■ Exercise objective:
Search the entries below for "update", and copy each line where it appears.

### Source records ###

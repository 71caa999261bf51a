// Module-specific lints configuration
#![allow(clippy::uninlined_format_args)]

use anyhow::{Context, Result};
use clap::{CommandFactory, Parser, Subcommand, ValueEnum};
use clap_complete::{Shell, generate};
use log::{Level, LevelFilter, Log, Metadata, Record, SetLoggerError, warn};
use std::fs::File;
use std::io::BufReader;
use std::io::Write;
use std::path::{Path, PathBuf};

use crate::app_config::Config;
use crate::orchestrator::Orchestrator;

mod app_config;
mod catalog;
mod errors;
mod file_utils;
mod language;
mod orchestrator;
mod pacing;
mod placeholder;
mod providers;
mod session;
mod tree;
mod triage;

/// CLI Wrapper for LogLevel to implement ValueEnum
#[derive(Debug, Clone, ValueEnum)]
enum CliLogLevel {
    Error,
    Warn,
    Info,
    Debug,
    Trace,
}

impl From<CliLogLevel> for app_config::LogLevel {
    fn from(cli_level: CliLogLevel) -> Self {
        match cli_level {
            CliLogLevel::Error => app_config::LogLevel::Error,
            CliLogLevel::Warn => app_config::LogLevel::Warn,
            CliLogLevel::Info => app_config::LogLevel::Info,
            CliLogLevel::Debug => app_config::LogLevel::Debug,
            CliLogLevel::Trace => app_config::LogLevel::Trace,
        }
    }
}

fn level_filter(level: &app_config::LogLevel) -> LevelFilter {
    match level {
        app_config::LogLevel::Error => LevelFilter::Error,
        app_config::LogLevel::Warn => LevelFilter::Warn,
        app_config::LogLevel::Info => LevelFilter::Info,
        app_config::LogLevel::Debug => LevelFilter::Debug,
        app_config::LogLevel::Trace => LevelFilter::Trace,
    }
}

#[derive(Subcommand, Debug)]
enum Commands {
    /// Translate localization catalogs into the configured target languages
    Translate(TranslateArgs),

    /// Generate shell completions for loctree
    Completions {
        /// Shell to generate completions for
        #[arg(value_enum)]
        shell: Shell,
    },
}

#[derive(Parser, Debug, Clone)]
struct TranslateArgs {
    /// Root directory of the per-language catalog tree
    #[arg(short = 'r', long)]
    locales_root: Option<PathBuf>,

    /// Source language code (e.g. 'en', 'fr')
    #[arg(short, long)]
    source_language: Option<String>,

    /// Target language codes, in order (e.g. -t de -t es)
    #[arg(short, long)]
    target_language: Vec<String>,

    /// Catalog file names to process (default: all *.json in the source dir)
    #[arg(long = "file")]
    files: Vec<String>,

    /// Translation backend endpoint URL
    #[arg(short, long)]
    endpoint: Option<String>,

    /// Configuration file path
    #[arg(short, long, default_value = "conf.json")]
    config_path: String,

    /// Set logging level
    #[arg(short, long, value_enum)]
    log_level: Option<CliLogLevel>,
}

/// loctree - structure-preserving localization catalog translation
///
/// Walks a nested JSON string catalog, translates every string leaf through
/// a machine-translation backend while protecting {placeholder} tokens,
/// tags right-to-left languages, and never overwrites an existing output
/// file, so re-runs are always safe.
#[derive(Parser, Debug)]
#[command(name = "loctree")]
#[command(version = "0.1.0")]
#[command(about = "Structure-preserving localization catalog translator")]
#[command(
    long_about = "loctree translates nested JSON localization catalogs into a configured list of target languages.

EXAMPLES:
    loctree                                  # Translate using conf.json defaults
    loctree -s en -t de -t es                # Translate English catalogs to German and Spanish
    loctree -r ./locales --file common.json  # Restrict to one catalog file
    loctree --log-level debug                # Verbose run
    loctree completions bash > loctree.bash  # Generate bash completions

CONFIGURATION:
    Configuration is stored in conf.json by default. You can specify a different
    config file with --config-path. If the config file doesn't exist, a default
    one will be created automatically.

OUTPUT RULES:
    Destination files that already exist are never modified. Delete a
    destination file to have it translated again."
)]
struct CommandLineOptions {
    #[command(subcommand)]
    command: Option<Commands>,

    #[command(flatten)]
    translate: TranslateArgs,
}

// @struct: Custom logger implementation
struct CustomLogger {
    level: LevelFilter,
}

impl CustomLogger {
    // @creates: New logger with specified level
    fn new(level: LevelFilter) -> Self {
        CustomLogger { level }
    }

    // @initializes: Global logger
    fn init(level: LevelFilter) -> Result<(), SetLoggerError> {
        let logger = Box::new(CustomLogger::new(level));
        log::set_boxed_logger(logger)?;
        log::set_max_level(level);
        Ok(())
    }

    // @returns: Marker for log level
    fn get_marker_for_level(level: Level) -> &'static str {
        match level {
            Level::Error => "✗ ",
            Level::Warn => "! ",
            Level::Info => "  ",
            Level::Debug => "· ",
            Level::Trace => ": ",
        }
    }

    // @returns: ANSI color code for log level
    fn get_color_for_level(level: Level) -> &'static str {
        match level {
            Level::Error => "\x1B[1;31m",
            Level::Warn => "\x1B[1;33m",
            Level::Info => "\x1B[1;32m",
            Level::Debug => "\x1B[1;36m",
            Level::Trace => "\x1B[1;35m",
        }
    }
}

impl Log for CustomLogger {
    fn enabled(&self, metadata: &Metadata) -> bool {
        metadata.level() <= self.level
    }

    fn log(&self, record: &Record) {
        if self.enabled(record.metadata()) {
            let now = chrono::Local::now().format("%H:%M:%S%.3f");
            let marker = Self::get_marker_for_level(record.level());
            let color = Self::get_color_for_level(record.level());

            let mut stderr = std::io::stderr();
            let _ = writeln!(
                stderr,
                "{}{} {}{}\x1B[0m",
                color,
                now,
                marker,
                record.args()
            );
        }
    }

    fn flush(&self) {
        let _ = std::io::stderr().flush();
    }
}

#[tokio::main]
async fn main() -> Result<()> {
    // Initialize the logger once with info level by default
    // We'll update the level after loading the config if needed
    CustomLogger::init(LevelFilter::Info)?;

    // Parse command line arguments using clap
    let cli = CommandLineOptions::parse();

    match cli.command {
        Some(Commands::Completions { shell }) => {
            let mut cmd = CommandLineOptions::command();
            generate(shell, &mut cmd, "loctree", &mut std::io::stdout());
            Ok(())
        }
        Some(Commands::Translate(args)) => run_translate(args).await,
        // Default behavior - use top-level args
        None => run_translate(cli.translate).await,
    }
}

async fn run_translate(options: TranslateArgs) -> Result<()> {
    // If log level is set via command line, apply it immediately
    if let Some(cmd_log_level) = &options.log_level {
        let config_log_level: app_config::LogLevel = cmd_log_level.clone().into();
        log::set_max_level(level_filter(&config_log_level));
    }

    // Load or create configuration
    let config_path = &options.config_path;
    let config = if Path::new(config_path).exists() {
        // Load existing configuration
        let file = File::open(config_path)
            .context(format!("Failed to open config file: {}", config_path))?;

        let reader = BufReader::new(file);
        let mut config: Config = serde_json::from_reader(reader)
            .context(format!("Failed to parse config file: {}", config_path))?;

        apply_overrides(&mut config, &options);
        config
    } else {
        // Create default configuration if not exists
        warn!(
            "Config file not found at '{}', creating default config.",
            config_path
        );

        let mut config = Config::default();
        apply_overrides(&mut config, &options);

        // Save default config
        let config_json = serde_json::to_string_pretty(&config)
            .context("Failed to serialize default config to JSON")?;

        std::fs::write(config_path, config_json)
            .context(format!("Failed to write default config to file: {}", config_path))?;

        config
    };

    // Validate the configuration after loading and overriding
    config.validate().context("Configuration validation failed")?;

    // If log level was not set via command line, update it from config now
    if options.log_level.is_none() {
        log::set_max_level(level_filter(&config.log_level));
    }

    // Create the orchestrator and run the full translation pass.
    // Only the fatal precondition (missing source directory) propagates out
    // of run(); every smaller failure is contained and reported.
    let orchestrator = Orchestrator::new(config)?;
    orchestrator.run().await?;

    Ok(())
}

/// Apply command line overrides onto the loaded configuration
fn apply_overrides(config: &mut Config, options: &TranslateArgs) {
    if let Some(root) = &options.locales_root {
        config.locales_root = root.clone();
    }

    if let Some(source) = &options.source_language {
        config.source_language = source.clone();
    }

    if !options.target_language.is_empty() {
        config.target_languages = options.target_language.clone();
    }

    if !options.files.is_empty() {
        config.catalog_files = options.files.clone();
    }

    if let Some(endpoint) = &options.endpoint {
        config.translation.endpoint = endpoint.clone();
    }

    if let Some(log_level) = &options.log_level {
        config.log_level = log_level.clone().into();
    }
}
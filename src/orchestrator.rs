use anyhow::{Context, Result, anyhow};
use indicatif::{ProgressBar, ProgressStyle};
use log::{error, info, warn};
use serde_json::Value;
use std::path::Path;
use std::sync::Arc;

use crate::app_config::Config;
use crate::catalog::CatalogNode;
use crate::file_utils::FileManager;
use crate::language::{self, LanguageDescriptor};
use crate::pacing::PacingGate;
use crate::placeholder::PlaceholderGuard;
use crate::providers::TranslationBackend;
use crate::providers::libretranslate::LibreTranslate;
use crate::session::LanguageSession;
use crate::tree::{TreeStats, TreeTranslator};

// @module: Catalog orchestration across languages and files

/// Reserved root key marking right-to-left catalogs
pub const RTL_MARKER_KEY: &str = "_rtl";

/// Outcome of one translation unit (one language, one file)
#[derive(Debug, Clone, PartialEq, Eq)]
pub enum UnitOutcome {
    /// Destination written; counters from the tree walk
    Written {
        /// Leaf counters for this file
        stats: TreeStats,
    },
    /// Destination already existed, left untouched
    SkippedExisting,
    /// Source file absent, unit skipped with a warning
    MissingSource,
    /// Read, parse or write failure; unit skipped
    Failed(String),
}

/// Outcome of one catalog file within a language
#[derive(Debug, Clone, PartialEq, Eq)]
pub struct FileReport {
    /// Catalog file name
    pub file: String,
    /// What happened to this unit
    pub outcome: UnitOutcome,
}

/// Outcome of one target language
#[derive(Debug, Clone, PartialEq, Eq)]
pub enum LanguageOutcome {
    /// The language could not be started (session construction or
    /// destination directory failure); no file was touched
    Skipped(String),
    /// Per-file outcomes, in processing order
    Processed(Vec<FileReport>),
}

/// Report for one target language
#[derive(Debug, Clone, PartialEq, Eq)]
pub struct LanguageReport {
    /// Catalog language code
    pub language: String,
    /// What happened for this language
    pub outcome: LanguageOutcome,
}

/// Aggregated outcome of a whole orchestrator run
#[derive(Debug, Clone, Default, PartialEq, Eq)]
pub struct RunReport {
    /// Per-language reports, in configured order
    pub languages: Vec<LanguageReport>,
}

impl RunReport {
    /// Number of destination files written in this run
    pub fn files_written(&self) -> usize {
        self.count_outcomes(|outcome| matches!(outcome, UnitOutcome::Written { .. }))
    }

    /// Number of units skipped because the destination already existed
    pub fn files_skipped_existing(&self) -> usize {
        self.count_outcomes(|outcome| matches!(outcome, UnitOutcome::SkippedExisting))
    }

    /// Number of units that failed at the file level
    pub fn files_failed(&self) -> usize {
        self.count_outcomes(|outcome| matches!(outcome, UnitOutcome::Failed(_)))
    }

    /// Number of target languages skipped entirely
    pub fn languages_skipped(&self) -> usize {
        self.languages
            .iter()
            .filter(|report| matches!(report.outcome, LanguageOutcome::Skipped(_)))
            .count()
    }

    /// Total string leaves that fell back to the source text
    pub fn leaf_fallbacks(&self) -> usize {
        self.languages
            .iter()
            .filter_map(|report| match &report.outcome {
                LanguageOutcome::Processed(files) => Some(files),
                LanguageOutcome::Skipped(_) => None,
            })
            .flatten()
            .map(|file| match &file.outcome {
                UnitOutcome::Written { stats } => stats.fallbacks,
                _ => 0,
            })
            .sum()
    }

    fn count_outcomes(&self, predicate: impl Fn(&UnitOutcome) -> bool) -> usize {
        self.languages
            .iter()
            .filter_map(|report| match &report.outcome {
                LanguageOutcome::Processed(files) => Some(files),
                LanguageOutcome::Skipped(_) => None,
            })
            .flatten()
            .filter(|file| predicate(&file.outcome))
            .count()
    }
}

/// Drives a whole translation run: languages x catalog files
pub struct Orchestrator {
    config: Config,
    backend: Arc<dyn TranslationBackend>,
    guard: PlaceholderGuard,
}

impl Orchestrator {
    /// Create an orchestrator talking to the configured HTTP backend
    pub fn new(config: Config) -> Result<Self> {
        let translation = &config.translation;
        let api_key = if translation.api_key.is_empty() {
            None
        } else {
            Some(translation.api_key.clone())
        };

        let backend = LibreTranslate::new_with_config(
            translation.endpoint.clone(),
            api_key,
            translation.timeout_secs,
            translation.retry_count,
            translation.retry_backoff_ms,
        );

        Self::with_backend(config, Arc::new(backend))
    }

    /// Create an orchestrator with an injected backend (used by tests)
    pub fn with_backend(config: Config, backend: Arc<dyn TranslationBackend>) -> Result<Self> {
        let guard = config.placeholder_guard()?;
        Ok(Self {
            config,
            backend,
            guard,
        })
    }

    /// Run the full translation pass.
    ///
    /// Returns an error only for the fatal precondition (missing source
    /// language directory); every smaller failure is contained in the report.
    pub async fn run(&self) -> Result<RunReport> {
        let source_dir = self.config.source_dir();
        if !FileManager::dir_exists(&source_dir) {
            return Err(anyhow!(
                "Source language directory does not exist: {:?}",
                source_dir
            ));
        }

        let catalog_files = self.resolve_catalog_files(&source_dir)?;
        if catalog_files.is_empty() {
            warn!("No catalog files to process in {:?}", source_dir);
            return Ok(RunReport::default());
        }

        info!(
            "Translating {} catalog file(s) from '{}' into {} language(s)",
            catalog_files.len(),
            self.config.source_language,
            self.config.target_languages.len()
        );

        let mut report = RunReport::default();

        for language in &self.config.target_languages {
            let outcome = self.process_language(language, &catalog_files).await;
            report.languages.push(LanguageReport {
                language: language.clone(),
                outcome,
            });
        }

        self.log_summary(&report);
        Ok(report)
    }

    /// Catalog file list from config, or discovery in the source directory
    fn resolve_catalog_files(&self, source_dir: &Path) -> Result<Vec<String>> {
        if !self.config.catalog_files.is_empty() {
            return Ok(self.config.catalog_files.clone());
        }

        let discovered = FileManager::discover_catalog_files(source_dir)
            .with_context(|| format!("Failed to list catalogs in {:?}", source_dir))?;
        info!(
            "Discovered {} catalog file(s) in {:?}",
            discovered.len(),
            source_dir
        );
        Ok(discovered)
    }

    /// Process every catalog file for one target language
    async fn process_language(&self, language: &str, catalog_files: &[String]) -> LanguageOutcome {
        info!(
            "--- Translating to {} ({}) ---",
            language::display_name(language),
            language
        );

        let descriptor = LanguageDescriptor::resolve(
            language,
            &self.config.language_mapping,
            &self.config.rtl_languages,
        );

        // One pacing gate per language session
        let gate = Arc::new(PacingGate::from_millis(self.config.translation.delay_ms));

        let session = match LanguageSession::open(
            Arc::clone(&self.backend),
            &self.config.source_language,
            descriptor,
            gate,
        )
        .await
        {
            Ok(session) => session,
            Err(e) => {
                error!("Cannot open session for '{}': {}", language, e);
                return LanguageOutcome::Skipped(e.to_string());
            }
        };

        let target_dir = self.config.target_dir(language);
        if let Err(e) = FileManager::ensure_dir(&target_dir) {
            error!("Cannot create directory {:?}: {}", target_dir, e);
            return LanguageOutcome::Skipped(e.to_string());
        }

        let mut files = Vec::with_capacity(catalog_files.len());
        for file in catalog_files {
            let outcome = self.process_file(&session, language, file).await;
            files.push(FileReport {
                file: file.clone(),
                outcome,
            });
        }

        LanguageOutcome::Processed(files)
    }

    /// Process one translation unit: load, translate, tag, persist
    async fn process_file(
        &self,
        session: &LanguageSession,
        language: &str,
        file: &str,
    ) -> UnitOutcome {
        let source_path = self.config.source_dir().join(file);
        let target_path = self.config.target_dir(language).join(file);

        if !FileManager::file_exists(&source_path) {
            warn!(
                "{} does not exist in '{}', skipping",
                file, self.config.source_language
            );
            return UnitOutcome::MissingSource;
        }

        // Central correctness property: a previously produced file is never
        // modified. Delete the destination to retranslate.
        if FileManager::file_exists(&target_path) {
            info!("{}/{} already exists, skipping", language, file);
            return UnitOutcome::SkippedExisting;
        }

        let tree = match self.load_tree(&source_path) {
            Ok(tree) => tree,
            Err(e) => {
                error!("Failed to load {:?}: {}", source_path, e);
                return UnitOutcome::Failed(e.to_string());
            }
        };

        let bar = self.leaf_progress_bar(&tree, language, file);
        let translator = {
            let bar = bar.clone();
            TreeTranslator::new(session, &self.guard)
                .with_leaf_callback(Box::new(move || bar.inc(1)))
        };

        let (mut translated, stats) = translator.translate(&tree).await;
        bar.finish_and_clear();

        if session.descriptor().rtl {
            translated.set_root_key(RTL_MARKER_KEY, Value::Bool(true));
        }

        match self.persist_tree(&translated, &target_path) {
            Ok(()) => {
                if stats.fallbacks > 0 {
                    warn!(
                        "{}/{} written with {} untranslated leaf string(s)",
                        language, file, stats.fallbacks
                    );
                } else {
                    info!("{}/{} translated successfully", language, file);
                }
                UnitOutcome::Written { stats }
            }
            Err(e) => {
                error!("Failed to write {:?}: {}", target_path, e);
                UnitOutcome::Failed(e.to_string())
            }
        }
    }

    fn load_tree(&self, path: &Path) -> Result<CatalogNode> {
        let content = FileManager::read_to_string(path)?;
        CatalogNode::from_json(&content)
            .with_context(|| format!("Failed to parse catalog: {:?}", path))
    }

    fn persist_tree(&self, tree: &CatalogNode, path: &Path) -> Result<()> {
        let rendered = tree.to_json()?;
        FileManager::write_atomic(path, &rendered)
    }

    fn leaf_progress_bar(&self, tree: &CatalogNode, language: &str, file: &str) -> ProgressBar {
        let bar = ProgressBar::new(tree.text_leaf_count() as u64);
        bar.set_style(
            ProgressStyle::with_template("{spinner:.green} [{bar:40.cyan/blue}] {pos}/{len} {msg}")
                .unwrap_or_else(|_| ProgressStyle::default_bar())
                .progress_chars("#>-"),
        );
        bar.set_message(format!("{}/{}", language, file));
        bar
    }

    fn log_summary(&self, report: &RunReport) {
        info!(
            "Run complete: {} written, {} skipped (existing), {} failed, {} language(s) skipped, {} leaf fallback(s)",
            report.files_written(),
            report.files_skipped_existing(),
            report.files_failed(),
            report.languages_skipped(),
            report.leaf_fallbacks()
        );
    }
}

###

■ Task result:
    // We'll update the level after loading the config if needed
    // If log level was not set via command line, update it from config now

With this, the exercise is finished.